▶ Problem details:
Your task is to write out exactly the lines of the listing below, from the first down to the line that holds "fast data caching.".
===============
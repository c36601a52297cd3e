use redis::{AsyncCommands, Client};
use std::fmt::Display;
use uuid::Uuid;

/// Keys for cached values, namespaced by kind
#[derive(Debug, Clone, PartialEq, Eq, Hash)]
pub enum CacheKey {
    /// Embedding vector for a text, keyed by a UUIDv5 of the text itself
    Embedding(Uuid),
}

impl Display for CacheKey {
    fn fmt(&self, f: &mut std::fmt::Formatter<'_>) -> std::fmt::Result {
        match self {
            CacheKey::Embedding(digest) => write!(f, "emb:{}", digest),
        }
    }
}

/// Creates a Redis client for caching
///
/// Establishes a connection to Redis for fast data caching.
/// Uses connection pooling via the connection-manager feature.
pub fn create_redis_client(redis_url: &str) -> anyhow::Result<Client> {
    let client = Client::open(redis_url)?;
    Ok(client)
}

/// Cache handler for storing and retrieving data from Redis
///
/// A cache outage degrades to misses: failures are logged and the caller
/// recomputes, so Redis being down never fails a request.
#[derive(Clone)]
pub struct Cache {
    redis_client: Client,
}

impl Cache {
    pub fn new(redis_client: Client) -> Self {
        Self { redis_client }
    }

    /// Retrieves a cached value, treating any cache failure as a miss
    pub async fn get<T: serde::de::DeserializeOwned>(&self, key: &CacheKey) -> Option<T> {
        let mut conn = match self.redis_client.get_multiplexed_async_connection().await {
            Ok(conn) => conn,
            Err(e) => {
                tracing::warn!(error = %e, "Redis connection failed, treating as cache miss");
                return None;
            }
        };

        let cached: Option<String> = match conn.get(format!("{}", key)).await {
            Ok(value) => value,
            Err(e) => {
                tracing::warn!(error = %e, key = %key, "Redis get failed");
                return None;
            }
        };

        cached.and_then(|json| match serde_json::from_str(&json) {
            Ok(value) => Some(value),
            Err(e) => {
                tracing::warn!(error = %e, key = %key, "Cache deserialization error");
                None
            }
        })
    }

    /// Stores a value with a TTL; failures are logged and swallowed
    pub async fn set<T: serde::Serialize>(&self, key: &CacheKey, value: &T, ttl: u64) {
        let json = match serde_json::to_string(value) {
            Ok(json) => json,
            Err(e) => {
                tracing::warn!(error = %e, key = %key, "Cache serialization error");
                return;
            }
        };

        let mut conn = match self.redis_client.get_multiplexed_async_connection().await {
            Ok(conn) => conn,
            Err(e) => {
                tracing::warn!(error = %e, "Redis connection failed, skipping cache write");
                return;
            }
        };

        let result: Result<(), _> = conn.set_ex(format!("{}", key), json, ttl).await;
        if let Err(e) = result {
            tracing::warn!(error = %e, key = %key, "Redis set failed");
        } else {
            tracing::debug!(key = %key, ttl = ttl, "Cached value");
        }
    }
}
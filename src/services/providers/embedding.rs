use reqwest::Client as HttpClient;
use serde::Serialize;
use uuid::Uuid;

use crate::{
    db::{Cache, CacheKey},
    error::{AppError, AppResult},
};

const EMBEDDING_CACHE_TTL: u64 = 604800; // 1 week in seconds

/// Client for an HTTP embedding service
///
/// Talks to a text-embeddings-inference style endpoint: POST /embed with a
/// list of inputs, returning one vector per input. Vectors are requested
/// normalized so cosine similarity reduces to a dot product downstream.
/// Responses are cached in Redis keyed by a UUIDv5 of the input text.
#[derive(Clone)]
pub struct EmbeddingClient {
    http_client: HttpClient,
    base_url: String,
    cache: Option<Cache>,
}

#[derive(Serialize)]
struct EmbedRequest<'a> {
    inputs: Vec<&'a str>,
    normalize: bool,
}

impl EmbeddingClient {
    pub fn new(base_url: String, cache: Option<Cache>) -> Self {
        Self {
            http_client: HttpClient::new(),
            base_url,
            cache,
        }
    }

    /// Embeds a single text, consulting the cache first
    pub async fn embed(&self, text: &str) -> AppResult<Vec<f32>> {
        let key = CacheKey::Embedding(Uuid::new_v5(&Uuid::NAMESPACE_OID, text.as_bytes()));

        if let Some(cache) = &self.cache {
            if let Some(vector) = cache.get::<Vec<f32>>(&key).await {
                tracing::debug!(key = %key, "Embedding cache hit");
                return Ok(vector);
            }
        }

        let vector = self.call_service(text).await?;

        if let Some(cache) = &self.cache {
            cache.set(&key, &vector, EMBEDDING_CACHE_TTL).await;
        }

        Ok(vector)
    }

    /// Calls the embedding service for one text
    async fn call_service(&self, text: &str) -> AppResult<Vec<f32>> {
        let url = format!("{}/embed", self.base_url);

        let response = self
            .http_client
            .post(&url)
            .json(&EmbedRequest {
                inputs: vec![text],
                normalize: true,
            })
            .send()
            .await?;

        if !response.status().is_success() {
            let status = response.status();
            let body = response.text().await.unwrap_or_default();
            tracing::error!(
                status = %status,
                body = %body,
                "Embedding service request failed"
            );
            return Err(AppError::ExternalApi(format!(
                "Embedding service returned status {}: {}",
                status, body
            )));
        }

        let mut vectors: Vec<Vec<f32>> = response.json().await?;

        if vectors.is_empty() {
            return Err(AppError::ExternalApi(
                "Embedding service returned no vectors".to_string(),
            ));
        }

        Ok(vectors.swap_remove(0))
    }
}
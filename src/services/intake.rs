use std::collections::HashMap;
use std::sync::Arc;

use serde::Serialize;
use tokio::sync::RwLock;

use crate::{
    error::{AppError, AppResult},
    models::UserProfile,
};

/// Steps of the guided profile collection flow
///
/// One linear forward path: background → interests → skills → goals. There
/// are no backward transitions; the only way out is completing the last step
/// or an explicit clear.
#[derive(Debug, Clone, Copy, PartialEq, Eq, Serialize)]
#[serde(rename_all = "snake_case")]
pub enum IntakeStep {
    Background,
    Interests,
    Skills,
    Goals,
}

impl IntakeStep {
    /// Question shown to the user for this step
    pub fn prompt(&self) -> &'static str {
        match self {
            IntakeStep::Background => {
                "Question 1/4: What is your educational background and experience?"
            }
            IntakeStep::Interests => "Question 2/4: What topics are you interested in?",
            IntakeStep::Skills => "Question 3/4: What skills do you already have?",
            IntakeStep::Goals => "Question 4/4: What are your career goals?",
        }
    }
}

#[derive(Debug)]
struct IntakeState {
    step: IntakeStep,
    background: Vec<String>,
    interests: Vec<String>,
    skills: Vec<String>,
}

impl IntakeState {
    fn new() -> Self {
        Self {
            step: IntakeStep::Background,
            background: Vec::new(),
            interests: Vec::new(),
            skills: Vec::new(),
        }
    }
}

/// Result of submitting one intake answer
#[derive(Debug)]
pub enum IntakeOutcome {
    /// More questions remain; ask the next one
    InProgress { next: IntakeStep },
    /// All four fields collected; the assembled profile is ready to persist
    Completed(UserProfile),
}

/// Splits a free-text answer into comma-separated fragments
fn split_fragments(text: &str) -> Vec<String> {
    text.split(',')
        .map(str::trim)
        .filter(|s| !s.is_empty())
        .map(str::to_string)
        .collect()
}

/// In-memory intake sessions, one per user
///
/// Session state lives only for the duration of the flow; the finished
/// profile is what gets persisted. Restarting the flow resets any
/// half-collected answers.
#[derive(Clone, Default)]
pub struct IntakeSessions {
    inner: Arc<RwLock<HashMap<i64, IntakeState>>>,
}

impl IntakeSessions {
    pub fn new() -> Self {
        Self::default()
    }

    /// Starts (or restarts) the flow for a user, returning the first step
    pub async fn begin(&self, user_id: i64) -> IntakeStep {
        let mut sessions = self.inner.write().await;
        sessions.insert(user_id, IntakeState::new());
        IntakeStep::Background
    }

    /// Applies one answer and advances the flow
    ///
    /// Errors when no session is active for the user; the flow must be
    /// explicitly started first.
    pub async fn answer(&self, user_id: i64, text: &str) -> AppResult<IntakeOutcome> {
        let mut sessions = self.inner.write().await;

        let state = sessions.get_mut(&user_id).ok_or_else(|| {
            AppError::InvalidInput(format!("No active intake session for user {}", user_id))
        })?;

        let fragments = split_fragments(text);

        let next = match state.step {
            IntakeStep::Background => {
                state.background = fragments;
                IntakeStep::Interests
            }
            IntakeStep::Interests => {
                state.interests = fragments;
                IntakeStep::Skills
            }
            IntakeStep::Skills => {
                state.skills = fragments;
                IntakeStep::Goals
            }
            IntakeStep::Goals => {
                let mut profile = UserProfile::new(user_id);
                profile.background = std::mem::take(&mut state.background);
                profile.interests = std::mem::take(&mut state.interests);
                profile.skills = std::mem::take(&mut state.skills);
                profile.goals = fragments;
                sessions.remove(&user_id);

                tracing::info!(user_id, "Profile intake completed");
                return Ok(IntakeOutcome::Completed(profile));
            }
        };

        state.step = next;

        Ok(IntakeOutcome::InProgress { next })
    }

    /// Drops any in-flight session; returns true when one existed
    pub async fn clear(&self, user_id: i64) -> bool {
        self.inner.write().await.remove(&user_id).is_some()
    }
}

#[cfg(test)]
mod tests {
    use super::*;

    #[tokio::test]
    async fn test_full_flow_builds_profile() {
        let sessions = IntakeSessions::new();
        assert_eq!(sessions.begin(1).await, IntakeStep::Background);

        let step = sessions.answer(1, "BSc computer science").await.unwrap();
        assert!(matches!(
            step,
            IntakeOutcome::InProgress {
                next: IntakeStep::Interests
            }
        ));

        sessions.answer(1, "machine learning, nlp").await.unwrap();
        sessions.answer(1, "python, sql").await.unwrap();

        let outcome = sessions.answer(1, "data scientist").await.unwrap();
        let IntakeOutcome::Completed(profile) = outcome else {
            panic!("expected completed profile");
        };

        assert_eq!(profile.user_id, 1);
        assert_eq!(profile.background, vec!["BSc computer science"]);
        assert_eq!(profile.interests, vec!["machine learning", "nlp"]);
        assert_eq!(profile.skills, vec!["python", "sql"]);
        assert_eq!(profile.goals, vec!["data scientist"]);
    }

    #[tokio::test]
    async fn test_answer_without_session_fails() {
        let sessions = IntakeSessions::new();
        let err = sessions.answer(2, "anything").await.unwrap_err();
        assert!(matches!(err, AppError::InvalidInput(_)));
    }

    #[tokio::test]
    async fn test_begin_restarts_from_scratch() {
        let sessions = IntakeSessions::new();
        sessions.begin(3).await;
        sessions.answer(3, "old background").await.unwrap();

        // Restart: the flow is forward-only, so going back means resetting.
        assert_eq!(sessions.begin(3).await, IntakeStep::Background);

        sessions.answer(3, "new background").await.unwrap();
        sessions.answer(3, "ai").await.unwrap();
        sessions.answer(3, "rust").await.unwrap();
        let outcome = sessions.answer(3, "engineer").await.unwrap();

        let IntakeOutcome::Completed(profile) = outcome else {
            panic!("expected completed profile");
        };
        assert_eq!(profile.background, vec!["new background"]);
    }

    #[tokio::test]
    async fn test_session_is_gone_after_completion() {
        let sessions = IntakeSessions::new();
        sessions.begin(4).await;
        sessions.answer(4, "a").await.unwrap();
        sessions.answer(4, "b").await.unwrap();
        sessions.answer(4, "c").await.unwrap();
        sessions.answer(4, "d").await.unwrap();

        assert!(sessions.answer(4, "extra").await.is_err());
        assert!(!sessions.clear(4).await);
    }

    #[test]
    fn test_split_fragments_trims_and_drops_empties() {
        assert_eq!(
            split_fragments(" machine learning ,  nlp ,, "),
            vec!["machine learning".to_string(), "nlp".to_string()]
        );
        assert!(split_fragments("  ").is_empty());
    }
}
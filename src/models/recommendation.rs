use serde::{Deserialize, Serialize};

use crate::models::{Course, Program};

/// A course paired with its relevance score in [0, 1]
#[derive(Debug, Clone, PartialEq, Serialize, Deserialize)]
pub struct ScoredCourse {
    pub course: Course,
    pub score: f32,
}

/// A program paired with its match score in [0, 1]
#[derive(Debug, Clone, PartialEq, Serialize, Deserialize)]
pub struct ScoredProgram {
    pub program: Program,
    pub score: f32,
}

/// One mandatory-course line of a study plan
#[derive(Debug, Clone, PartialEq, Serialize, Deserialize)]
pub struct PlanEntry {
    pub name: String,
    pub semester: String,
}

/// A recommended study plan for one program
///
/// Mandatory courses appear in catalog order; electives are the top scoring
/// recommendations; hints are derived directly from profile fields, not from
/// scoring. All of it is structured data for the presentation layer.
#[derive(Debug, Clone, PartialEq, Serialize, Deserialize)]
pub struct StudyPlan {
    pub program_id: String,
    pub title: String,
    pub mandatory: Vec<PlanEntry>,
    pub electives: Vec<ScoredCourse>,
    pub hints: Vec<String>,
}

/// Outcome of a catalog indexing run
///
/// Per-item failures are skipped, never rolled back, so the counts describe
/// an at-least-effort batch.
#[derive(Debug, Clone, Default, PartialEq, Eq, Serialize, Deserialize)]
pub struct IndexReport {
    pub courses: usize,
    pub programs: usize,
    pub skipped: usize,
}

/// Condensed program listing entry
#[derive(Debug, Clone, PartialEq, Eq, Serialize, Deserialize)]
pub struct ProgramBrief {
    pub id: String,
    pub title: String,
    pub course_count: usize,
}

impl From<&Program> for ProgramBrief {
    fn from(program: &Program) -> Self {
        Self {
            id: program.id.clone(),
            title: program.title.clone(),
            course_count: program.courses.len(),
        }
    }
}

/// Short structured overview of one program
#[derive(Debug, Clone, PartialEq, Eq, Serialize, Deserialize)]
pub struct ProgramSummary {
    pub id: String,
    pub title: String,
    pub description_excerpt: String,
    pub course_count: usize,
    pub skills: Vec<String>,
    pub career: Vec<String>,
}

/// Side-by-side comparison of two programs
///
/// Skill sets are deduplicated and sorted so the output is deterministic;
/// `common_skills` and the two unique lists never overlap.
#[derive(Debug, Clone, PartialEq, Eq, Serialize, Deserialize)]
pub struct ProgramComparison {
    pub first: ProgramBrief,
    pub second: ProgramBrief,
    pub common_skills: Vec<String>,
    pub only_first: Vec<String>,
    pub only_second: Vec<String>,
}
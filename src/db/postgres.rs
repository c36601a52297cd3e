use sqlx::{postgres::PgPoolOptions, types::Json, PgPool};

use crate::{
    db::{CatalogStore, ProfileStore},
    error::AppResult,
    models::{Course, Program, UserProfile},
};

/// Creates a PostgreSQL connection pool
///
/// Establishes a pool of database connections for efficient reuse.
/// The pool automatically manages connection lifecycle and limits.
pub async fn create_pool(database_url: &str) -> anyhow::Result<PgPool> {
    let pool = PgPoolOptions::new()
        .max_connections(5)
        .connect(database_url)
        .await?;

    Ok(pool)
}

/// Creates the document tables if they do not exist yet
///
/// Programs and profiles are stored as one JSONB document per row, keyed by
/// their natural id; the catalog is replaced wholesale on update, so no
/// relational decomposition is needed.
pub async fn init_schema(pool: &PgPool) -> AppResult<()> {
    sqlx::query(
        r#"
        CREATE TABLE IF NOT EXISTS programs (
            id   TEXT PRIMARY KEY,
            data JSONB NOT NULL
        )
        "#,
    )
    .execute(pool)
    .await?;

    sqlx::query(
        r#"
        CREATE TABLE IF NOT EXISTS user_profiles (
            user_id BIGINT PRIMARY KEY,
            data    JSONB NOT NULL
        )
        "#,
    )
    .execute(pool)
    .await?;

    Ok(())
}

/// Program catalog backed by PostgreSQL JSONB documents
pub struct PgCatalogStore {
    pool: PgPool,
}

impl PgCatalogStore {
    pub fn new(pool: PgPool) -> Self {
        Self { pool }
    }
}

#[async_trait::async_trait]
impl CatalogStore for PgCatalogStore {
    async fn get_program(&self, id: &str) -> AppResult<Option<Program>> {
        let row: Option<(Json<Program>,)> =
            sqlx::query_as("SELECT data FROM programs WHERE id = $1")
                .bind(id)
                .fetch_optional(&self.pool)
                .await?;

        Ok(row.map(|(Json(program),)| program))
    }

    async fn all_programs(&self) -> AppResult<Vec<Program>> {
        let rows: Vec<(Json<Program>,)> =
            sqlx::query_as("SELECT data FROM programs ORDER BY id")
                .fetch_all(&self.pool)
                .await?;

        Ok(rows.into_iter().map(|(Json(program),)| program).collect())
    }

    async fn elective_courses(&self, program_id: &str) -> AppResult<Vec<Course>> {
        let program = self.get_program(program_id).await?;

        Ok(program
            .map(|p| p.elective_courses().cloned().collect())
            .unwrap_or_default())
    }

    async fn upsert_program(&self, program: &Program) -> AppResult<()> {
        sqlx::query(
            r#"
            INSERT INTO programs (id, data) VALUES ($1, $2)
            ON CONFLICT (id) DO UPDATE SET data = EXCLUDED.data
            "#,
        )
        .bind(&program.id)
        .bind(Json(program))
        .execute(&self.pool)
        .await?;

        Ok(())
    }

    async fn delete_program(&self, id: &str) -> AppResult<bool> {
        let result = sqlx::query("DELETE FROM programs WHERE id = $1")
            .bind(id)
            .execute(&self.pool)
            .await?;

        Ok(result.rows_affected() > 0)
    }
}

/// Profile store backed by PostgreSQL JSONB documents
pub struct PgProfileStore {
    pool: PgPool,
}

impl PgProfileStore {
    pub fn new(pool: PgPool) -> Self {
        Self { pool }
    }
}

#[async_trait::async_trait]
impl ProfileStore for PgProfileStore {
    async fn get_profile(&self, user_id: i64) -> AppResult<Option<UserProfile>> {
        let row: Option<(Json<UserProfile>,)> =
            sqlx::query_as("SELECT data FROM user_profiles WHERE user_id = $1")
                .bind(user_id)
                .fetch_optional(&self.pool)
                .await?;

        Ok(row.map(|(Json(profile),)| profile))
    }

    async fn set_profile(&self, profile: &UserProfile) -> AppResult<()> {
        sqlx::query(
            r#"
            INSERT INTO user_profiles (user_id, data) VALUES ($1, $2)
            ON CONFLICT (user_id) DO UPDATE SET data = EXCLUDED.data
            "#,
        )
        .bind(profile.user_id)
        .bind(Json(profile))
        .execute(&self.pool)
        .await?;

        Ok(())
    }

    async fn clear_profile(&self, user_id: i64) -> AppResult<bool> {
        let result = sqlx::query("DELETE FROM user_profiles WHERE user_id = $1")
            .bind(user_id)
            .execute(&self.pool)
            .await?;

        Ok(result.rows_affected() > 0)
    }
}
===============
▶ Solution to the exercise:
repository c36601a52297cd3e
use redis::{AsyncCommands, Client};
use std::fmt::Display;
use uuid::Uuid;

/// Keys for cached values, namespaced by kind
#[derive(Debug, Clone, PartialEq, Eq, Hash)]
pub enum CacheKey {
    /// Embedding vector for a text, keyed by a UUIDv5 of the text itself
    Embedding(Uuid),
}

impl Display for CacheKey {
    fn fmt(&self, f: &mut std::fmt::Formatter<'_>) -> std::fmt::Result {
        match self {
            CacheKey::Embedding(digest) => write!(f, "emb:{}", digest),
        }
    }
}

/// Creates a Redis client for caching
///
/// Establishes a connection to Redis for fast data caching.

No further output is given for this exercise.